How To Address and Change This Mindset
Even the though the above statistics are for generation Y, these behaviors are prevalent amongst all age groups in the economy today. While the solution to dealing with the above issues requires simple common sense good personal finance habits, actually implementing the strategy takes time, discipline and some serious commitment. Furthermore, earning more money will not break the debt cycle. Instead it will make the issues bigger as people feel free to spend more since they feel they are earning more. Controlling your finances and changing fundamental personal finance habits is the only way to get back on the real road to financial prosperity. Here are just three simple, but highly effective ideas to get you going:
1. Automatic Saving. The best way to save money is to do so before you can spend it. Doing if pre-tax into a retirement amount is the most tax efficient way to save. If you still want easy access to your funds then setup an automatic deduction directly when you get paid.

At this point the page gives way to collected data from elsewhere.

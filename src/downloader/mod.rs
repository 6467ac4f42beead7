//! Backup orchestration: retry, workers and aggregation
//!
//! This module is the core of the crate. It turns a list of shows into a
//! [`BackupReport`] while keeping every failure local to the show it
//! belongs to.
//!
//! # Overview
//!
//! 1. **Retry Policy**: [`retry::RetryPolicy`] wraps each remote call with bounded attempts and backoff
//! 2. **Item Fetcher**: [`item::ShowFetcher`] fetches metadata, then episodes, and merges them
//! 3. **Orchestrator**: [`executor::BackupExecutor`] runs a fixed pool of workers over a shared queue
//! 4. **Aggregator**: [`aggregator::Aggregator`] orders results by identifier into the final report
//! 5. **Pacing**: [`rate_limit::RequestPacer`] spaces calls across all workers
//!
//! # Quick Start
//!
//! ```no_run
//! use myshows_backup::downloader::{BackupConfig, BackupExecutor};
//! use myshows_backup::fetcher::SharedApi;
//!
//! # async fn example(api: SharedApi) -> Result<(), Box<dyn std::error::Error>> {
//! let config = BackupConfig::default().with_concurrency(8);
//! let report = BackupExecutor::new(api, config).backup(None).await?;
//! for failure in &report.failures {
//!     eprintln!("{failure}");
//! }
//! # Ok(())
//! # }
//! ```
//!
//! # Error Handling
//!
//! Per-show problems never surface as errors: they become
//! [`item::FetchFailure`] entries or degraded records. [`BackupError`] is
//! reserved for run-fatal conditions.

pub mod aggregator;
pub mod config;
pub mod executor;
pub mod item;
pub mod progress;
pub mod rate_limit;
pub mod retry;

pub use aggregator::{collect, Aggregator, BackupOutcome, BackupReport, BackupSummary, WorkerStats};
pub use config::{BackupConfig, ConfigError};
pub use executor::BackupExecutor;
pub use item::{FetchFailure, FetchResult, FetchStage, ShowFetcher};
pub use rate_limit::RequestPacer;
pub use retry::{RetryError, RetryPolicy};

/// Run-fatal backup errors
#[derive(Debug, thiserror::Error)]
pub enum BackupError {
    /// Credentials were rejected before any show was backed up
    #[error("authentication rejected: {0}")]
    AuthenticationRejected(String),

    /// The show list could not be fetched
    #[error("failed to fetch show list: {0}")]
    ShowList(#[source] RetryError),

    /// The show list was empty
    #[error("nothing to back up: the show list is empty")]
    NothingToBackUp,

    /// Invalid configuration
    #[error("invalid configuration: {0}")]
    Config(#[from] ConfigError),

    /// A stop was requested before any show was fetched
    #[error("backup interrupted before any show was fetched")]
    Interrupted,
}
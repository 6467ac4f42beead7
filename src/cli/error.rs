//! CLI error types and conversions

use crate::downloader::{BackupError, ConfigError};
use crate::fetcher::{ApiError, ErrorKind};
use crate::output::OutputError;

/// CLI errors; every variant is a fatal run
#[derive(Debug, thiserror::Error)]
pub enum CliError {
    /// Login or API setup failed
    #[error("api error: {0}")]
    ApiError(#[from] ApiError),

    /// The backup run could not complete
    #[error("backup error: {0}")]
    BackupError(#[from] BackupError),

    /// Output error
    #[error("output error: {0}")]
    OutputError(#[from] OutputError),

    /// Invalid pipeline settings
    #[error("configuration error: {0}")]
    Config(#[from] ConfigError),

    /// Invalid argument
    #[error("invalid argument: {0}")]
    InvalidArgument(String),
}

impl CliError {
    /// Hint printed after the error, when one applies
    pub fn suggestion(&self) -> Option<&'static str> {
        match self {
            CliError::ApiError(e) => Some(e.kind.suggestion()),
            CliError::BackupError(BackupError::AuthenticationRejected(_)) => {
                Some(ErrorKind::AuthFailed.suggestion())
            }
            CliError::BackupError(BackupError::ShowList(e)) => Some(e.cause().suggestion()),
            _ => None,
        }
    }
}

Given the huge tax advantages of retirement accounts, and potential employer matching (i.e. free money), it is a sin not to invest in your 401K or IRA if you can afford to. If you are contributing to your 401k, then try and get to the maximum limit. The earlier you start, the better thanks to the power of compounding. For effective post-tax saving, set up an automatic deduction to a high yield savings account when you get paid. Aim to save 10%, with every paycheck.
2. Get Educated. The most valuable and permanent asset is education and when it comes to personal finances, financial literacy equals financial freedom. By understanding how banks, lenders and investment firms make money off of us we can turn the tables and find ways to minimize the money we pay them (and even make some back!). The best way to improve your financial knowledge is subscribe to some of the personal finance publications like the Wall Street Journal and Money Magazine. A couple of popular personal finance and investing books worth adding to your reading list are The Total Money Makeover (from personal finance guru Dave Ramsey) and the classic The Intelligent Investor by Benjamin Graham. Off course, there are also a ton of great personal finance blogs out there to help you with your personal finances.

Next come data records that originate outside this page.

//! CSV output writers: one row per show
//!
//! The full table carries every show-level field plus the derived watch
//! statistics; the lite table keeps only titles, year, rating and status.

use crate::ShowRecord;
use csv::Writer;
use serde::Serialize;
use std::fs::File;
use std::io::BufWriter;
use std::path::Path;
use tracing::{debug, info};

use super::{ensure_parent, OutputError, OutputResult, OutputWriter, ShowsWriter};

const DEFAULT_BUFFER_SIZE: usize = 8192; // 8KB buffer

/// Descriptions longer than this are cut and suffixed with `...`
pub const DESCRIPTION_LIMIT: usize = 200;

/// Full CSV row
#[derive(Debug, Serialize)]
struct ShowRow<'a> {
    username: &'a str,
    show_id: u64,
    title: &'a str,
    title_original: &'a str,
    title_ru: &'a str,
    year: Option<i32>,
    my_status: &'a str,
    show_status: &'a str,
    site_rating: Option<f64>,
    my_rating: Option<f64>,
    imdb_id: Option<&'a str>,
    imdb_rating: Option<f64>,
    kinopoisk_id: Option<&'a str>,
    kinopoisk_rating: Option<f64>,
    country: &'a str,
    network: &'a str,
    genres: String,
    total_episodes: Option<u32>,
    watched_episodes: u32,
    total_seasons: Option<u32>,
    runtime: Option<u32>,
    started: &'a str,
    ended: &'a str,
    description: String,
    first_episode_watched: Option<String>,
    last_episode_watched: Option<String>,
    days_watching: i64,
}

impl<'a> ShowRow<'a> {
    fn new(username: &'a str, show: &'a ShowRecord) -> Self {
        let meta = &show.metadata;
        Self {
            username,
            show_id: show.id.get(),
            title: &meta.title,
            title_original: &meta.title_original,
            title_ru: &meta.ru_title,
            year: meta.year,
            my_status: &show.watch_status,
            show_status: &meta.show_status,
            site_rating: meta.rating,
            my_rating: show.my_rating,
            imdb_id: meta.imdb_id.as_deref(),
            imdb_rating: meta.imdb_rating,
            kinopoisk_id: meta.kinopoisk_id.as_deref(),
            kinopoisk_rating: meta.kinopoisk_rating,
            country: &meta.country,
            network: &meta.network,
            genres: meta.genres.join(", "),
            total_episodes: meta.total_episodes,
            watched_episodes: show
                .listed_watched_episodes
                .unwrap_or(show.watched_episode_count),
            total_seasons: meta.total_seasons,
            runtime: meta.runtime,
            started: &meta.started,
            ended: &meta.ended,
            description: truncate_description(&meta.description),
            first_episode_watched: show.first_watched.map(|d| d.to_string()),
            last_episode_watched: show.last_watched.map(|d| d.to_string()),
            days_watching: show.days_watching,
        }
    }
}

/// Lite CSV row
#[derive(Debug, Serialize)]
struct LiteRow<'a> {
    title_original: &'a str,
    title_ru: &'a str,
    year: Option<i32>,
    my_rating: Option<f64>,
    status: &'a str,
}

impl<'a> From<&'a ShowRecord> for LiteRow<'a> {
    fn from(show: &'a ShowRecord) -> Self {
        let meta = &show.metadata;
        let or_title = |s: &'a str| if s.is_empty() { meta.title.as_str() } else { s };
        Self {
            title_original: or_title(&meta.title_original),
            title_ru: or_title(&meta.ru_title),
            year: meta.year,
            my_rating: show.my_rating,
            status: &show.watch_status,
        }
    }
}

/// Cut `description` to [`DESCRIPTION_LIMIT`] characters, appending `...` when cut.
pub fn truncate_description(description: &str) -> String {
    if description.chars().count() > DESCRIPTION_LIMIT {
        let mut cut: String = description.chars().take(DESCRIPTION_LIMIT).collect();
        cut.push_str("...");
        cut
    } else {
        description.to_string()
    }
}

/// Buffered CSV file shared by both table writers
struct CsvFile {
    writer: Writer<BufWriter<File>>,
    rows_written: u64,
}

impl CsvFile {
    fn create(path: &Path) -> OutputResult<Self> {
        info!("Creating CSV writer: path={}", path.display());
        ensure_parent(path)?;

        let file = File::create(path)
            .map_err(|e| OutputError::IoError(format!("Failed to create file: {}", e)))?;
        let buf_writer = BufWriter::with_capacity(DEFAULT_BUFFER_SIZE, file);

        // Headers are written by csv::Writer on the first serialize()
        Ok(Self {
            writer: Writer::from_writer(buf_writer),
            rows_written: 0,
        })
    }

    fn write<S: Serialize>(&mut self, row: S) -> OutputResult<()> {
        self.writer
            .serialize(row)
            .map_err(|e| OutputError::CsvError(format!("Failed to write row: {}", e)))?;
        self.rows_written += 1;
        Ok(())
    }

    fn flush(&mut self) -> OutputResult<()> {
        self.writer
            .flush()
            .map_err(|e| OutputError::FlushError(format!("Failed to flush: {}", e)))
    }

    fn close(mut self) -> OutputResult<u64> {
        self.flush()?;

        let buf_writer = self.writer.into_inner().map_err(|e| {
            OutputError::IoError(format!("Failed to get inner writer: {}", e))
        })?;
        let file = buf_writer.into_inner().map_err(|e| {
            OutputError::IoError(format!("Failed to get file handle: {}", e))
        })?;
        file.sync_all()
            .map_err(|e| OutputError::IoError(format!("Failed to sync file: {}", e)))?;

        Ok(self.rows_written)
    }
}

/// Full CSV writer
pub struct CsvShowsWriter {
    file: CsvFile,
    username: String,
}

impl CsvShowsWriter {
    /// Create a writer for `path`; every row carries `username`.
    pub fn new<P: AsRef<Path>>(path: P, username: impl Into<String>) -> OutputResult<Self> {
        Ok(Self {
            file: CsvFile::create(path.as_ref())?,
            username: username.into(),
        })
    }

    /// Rows written so far
    pub fn rows_written(&self) -> u64 {
        self.file.rows_written
    }
}

impl ShowsWriter for CsvShowsWriter {
    fn write_show(&mut self, show: &ShowRecord) -> OutputResult<()> {
        self.file.write(ShowRow::new(&self.username, show))
    }
}

impl OutputWriter for CsvShowsWriter {
    fn flush(&mut self) -> OutputResult<()> {
        self.file.flush()
    }

    fn close(self) -> OutputResult<()> {
        let rows = self.file.close()?;
        debug!("CSV writer closed: {} shows written", rows);
        Ok(())
    }
}

/// Lite CSV writer
pub struct CsvLiteWriter {
    file: CsvFile,
}

impl CsvLiteWriter {
    /// Create a writer for `path`.
    pub fn new<P: AsRef<Path>>(path: P) -> OutputResult<Self> {
        Ok(Self {
            file: CsvFile::create(path.as_ref())?,
        })
    }

    /// Rows written so far
    pub fn rows_written(&self) -> u64 {
        self.file.rows_written
    }
}

impl ShowsWriter for CsvLiteWriter {
    fn write_show(&mut self, show: &ShowRecord) -> OutputResult<()> {
        self.file.write(LiteRow::from(show))
    }
}

impl OutputWriter for CsvLiteWriter {
    fn flush(&mut self) -> OutputResult<()> {
        self.file.flush()
    }

    fn close(self) -> OutputResult<()> {
        let rows = self.file.close()?;
        debug!("Lite CSV writer closed: {} shows written", rows);
        Ok(())
    }
}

3. Learn to Budget. Most Gen Y’s have never kept a budget before because there has never been a need. However in the face of adverse financial situations a keeping a budget is essential. Budgeting will help you keep track of your expenses and give you an idea of on what and where you are spending money. A budget should be simple and primarily consist of tracking 2 things – money coming in (income) versus spending (expenses). The easiest way to do all this is in an Excel spreadsheet and use color coding to indicate how an expense was paid for. See this article for more on how I set up a budget in Excel. Keeping and sticking to your budget will be challenging and it is okay to expect variances as you get used it. However, once you master it and effectively use your savings for investing, you will financially set yourself ahead of most other people for the rest of your life.
1 thought on “Overcoming the Get-it-now, Pay-For-It-Later Mind-Set That Has Permeated The Nations Young”
With all the scares I’ve been hearing going around with the 401K and the failure of those plans, inadvertently caused by Generation Y, I would consider cashing out the 401K early to be a rather wise move. Even if accidental. But like most, they would probably fritter it on some doodad or something that puts them into debt, like a car. A sad, common truth.
Personally, if I had a 401k, I’d cash that in right away and have stocks in my own name. Preferably in a tax haven. Most retirement plans unfortunately, are not that. In Canada, we got a TSFA to protect all capital gains, however.